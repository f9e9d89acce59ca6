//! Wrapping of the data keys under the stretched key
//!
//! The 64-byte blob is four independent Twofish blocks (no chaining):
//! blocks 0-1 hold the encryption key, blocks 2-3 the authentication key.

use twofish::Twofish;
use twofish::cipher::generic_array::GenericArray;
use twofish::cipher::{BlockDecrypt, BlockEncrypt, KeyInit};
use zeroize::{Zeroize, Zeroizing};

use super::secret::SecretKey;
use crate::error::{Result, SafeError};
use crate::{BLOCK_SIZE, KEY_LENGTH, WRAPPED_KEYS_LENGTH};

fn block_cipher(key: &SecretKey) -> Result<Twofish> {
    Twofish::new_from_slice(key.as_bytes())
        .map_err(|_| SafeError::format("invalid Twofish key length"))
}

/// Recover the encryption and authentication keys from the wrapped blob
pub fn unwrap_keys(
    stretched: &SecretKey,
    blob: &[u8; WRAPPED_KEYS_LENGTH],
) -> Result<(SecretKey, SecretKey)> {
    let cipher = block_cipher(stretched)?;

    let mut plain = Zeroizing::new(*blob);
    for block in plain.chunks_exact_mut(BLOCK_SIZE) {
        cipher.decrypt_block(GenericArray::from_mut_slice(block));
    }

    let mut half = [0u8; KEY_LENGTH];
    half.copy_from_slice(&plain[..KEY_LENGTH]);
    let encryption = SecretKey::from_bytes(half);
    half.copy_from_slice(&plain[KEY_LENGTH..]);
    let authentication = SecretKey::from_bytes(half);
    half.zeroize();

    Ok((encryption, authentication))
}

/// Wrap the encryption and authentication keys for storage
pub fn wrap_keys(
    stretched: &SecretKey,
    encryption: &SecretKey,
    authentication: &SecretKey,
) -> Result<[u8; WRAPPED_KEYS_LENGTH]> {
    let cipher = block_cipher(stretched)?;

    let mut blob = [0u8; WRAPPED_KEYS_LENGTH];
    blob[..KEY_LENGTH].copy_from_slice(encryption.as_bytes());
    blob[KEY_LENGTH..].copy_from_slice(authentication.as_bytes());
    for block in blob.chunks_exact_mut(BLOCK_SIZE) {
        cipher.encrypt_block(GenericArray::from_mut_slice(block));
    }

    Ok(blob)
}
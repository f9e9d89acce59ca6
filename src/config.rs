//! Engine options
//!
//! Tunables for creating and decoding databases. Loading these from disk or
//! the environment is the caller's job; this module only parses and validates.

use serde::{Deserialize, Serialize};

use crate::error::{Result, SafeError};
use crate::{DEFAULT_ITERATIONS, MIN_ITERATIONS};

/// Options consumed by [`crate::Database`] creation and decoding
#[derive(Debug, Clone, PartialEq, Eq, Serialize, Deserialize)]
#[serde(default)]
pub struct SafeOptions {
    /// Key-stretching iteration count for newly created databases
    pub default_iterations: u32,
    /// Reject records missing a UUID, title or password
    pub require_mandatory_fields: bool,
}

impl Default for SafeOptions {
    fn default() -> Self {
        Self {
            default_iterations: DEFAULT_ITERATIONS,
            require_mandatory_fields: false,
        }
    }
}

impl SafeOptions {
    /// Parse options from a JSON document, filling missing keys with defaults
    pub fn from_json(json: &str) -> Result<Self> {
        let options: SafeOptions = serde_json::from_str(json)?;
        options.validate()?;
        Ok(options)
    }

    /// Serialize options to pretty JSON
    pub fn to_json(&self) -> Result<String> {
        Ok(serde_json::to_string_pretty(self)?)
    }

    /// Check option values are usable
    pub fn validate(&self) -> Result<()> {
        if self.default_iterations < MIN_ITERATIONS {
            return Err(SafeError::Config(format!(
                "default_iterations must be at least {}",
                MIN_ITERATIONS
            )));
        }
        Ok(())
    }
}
+++
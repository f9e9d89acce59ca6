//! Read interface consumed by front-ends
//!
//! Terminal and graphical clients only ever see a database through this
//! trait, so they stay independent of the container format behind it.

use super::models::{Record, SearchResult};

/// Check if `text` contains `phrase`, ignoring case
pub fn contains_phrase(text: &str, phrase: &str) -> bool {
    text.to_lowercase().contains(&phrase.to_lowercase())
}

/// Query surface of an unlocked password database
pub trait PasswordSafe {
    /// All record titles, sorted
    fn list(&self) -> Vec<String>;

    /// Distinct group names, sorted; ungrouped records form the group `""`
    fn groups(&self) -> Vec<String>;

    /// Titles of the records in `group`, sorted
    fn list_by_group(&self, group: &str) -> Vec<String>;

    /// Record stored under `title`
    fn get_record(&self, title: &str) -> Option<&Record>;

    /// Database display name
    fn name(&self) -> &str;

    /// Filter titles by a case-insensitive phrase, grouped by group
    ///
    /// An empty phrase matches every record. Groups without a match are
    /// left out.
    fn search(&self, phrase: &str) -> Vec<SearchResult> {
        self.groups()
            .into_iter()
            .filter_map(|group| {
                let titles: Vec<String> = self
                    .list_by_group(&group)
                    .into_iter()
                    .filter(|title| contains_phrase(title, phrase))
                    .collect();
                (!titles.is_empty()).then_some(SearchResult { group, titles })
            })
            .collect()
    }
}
+++
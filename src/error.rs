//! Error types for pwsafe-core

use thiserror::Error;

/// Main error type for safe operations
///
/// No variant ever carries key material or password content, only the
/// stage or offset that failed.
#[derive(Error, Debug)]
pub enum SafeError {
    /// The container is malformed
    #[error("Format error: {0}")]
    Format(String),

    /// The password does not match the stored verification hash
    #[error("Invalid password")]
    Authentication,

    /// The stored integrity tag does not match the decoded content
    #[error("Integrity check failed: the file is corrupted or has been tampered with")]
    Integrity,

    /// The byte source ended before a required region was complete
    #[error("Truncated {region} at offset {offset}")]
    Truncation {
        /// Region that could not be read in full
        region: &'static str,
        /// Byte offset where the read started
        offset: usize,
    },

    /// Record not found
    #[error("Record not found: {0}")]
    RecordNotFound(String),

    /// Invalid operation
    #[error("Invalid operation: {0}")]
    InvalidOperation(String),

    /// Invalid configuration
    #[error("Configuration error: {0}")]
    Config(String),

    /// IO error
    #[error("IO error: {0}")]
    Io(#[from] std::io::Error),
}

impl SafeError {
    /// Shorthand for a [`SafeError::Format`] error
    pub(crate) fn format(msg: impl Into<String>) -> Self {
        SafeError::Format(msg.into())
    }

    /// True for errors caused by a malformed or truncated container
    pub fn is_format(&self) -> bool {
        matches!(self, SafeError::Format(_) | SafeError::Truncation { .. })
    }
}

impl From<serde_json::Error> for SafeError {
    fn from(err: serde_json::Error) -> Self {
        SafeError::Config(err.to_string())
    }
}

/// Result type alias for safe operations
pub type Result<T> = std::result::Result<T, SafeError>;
+++
### [DIRECTIONS]
Using the records above, list each line that includes "plain".

### [ANSWER SPACE]
    let mut plain = Zeroizing::new(*blob);
    for block in plain.chunks_exact_mut(BLOCK_SIZE) {
    half.copy_from_slice(&plain[..KEY_LENGTH]);
    half.copy_from_slice(&plain[KEY_LENGTH..]);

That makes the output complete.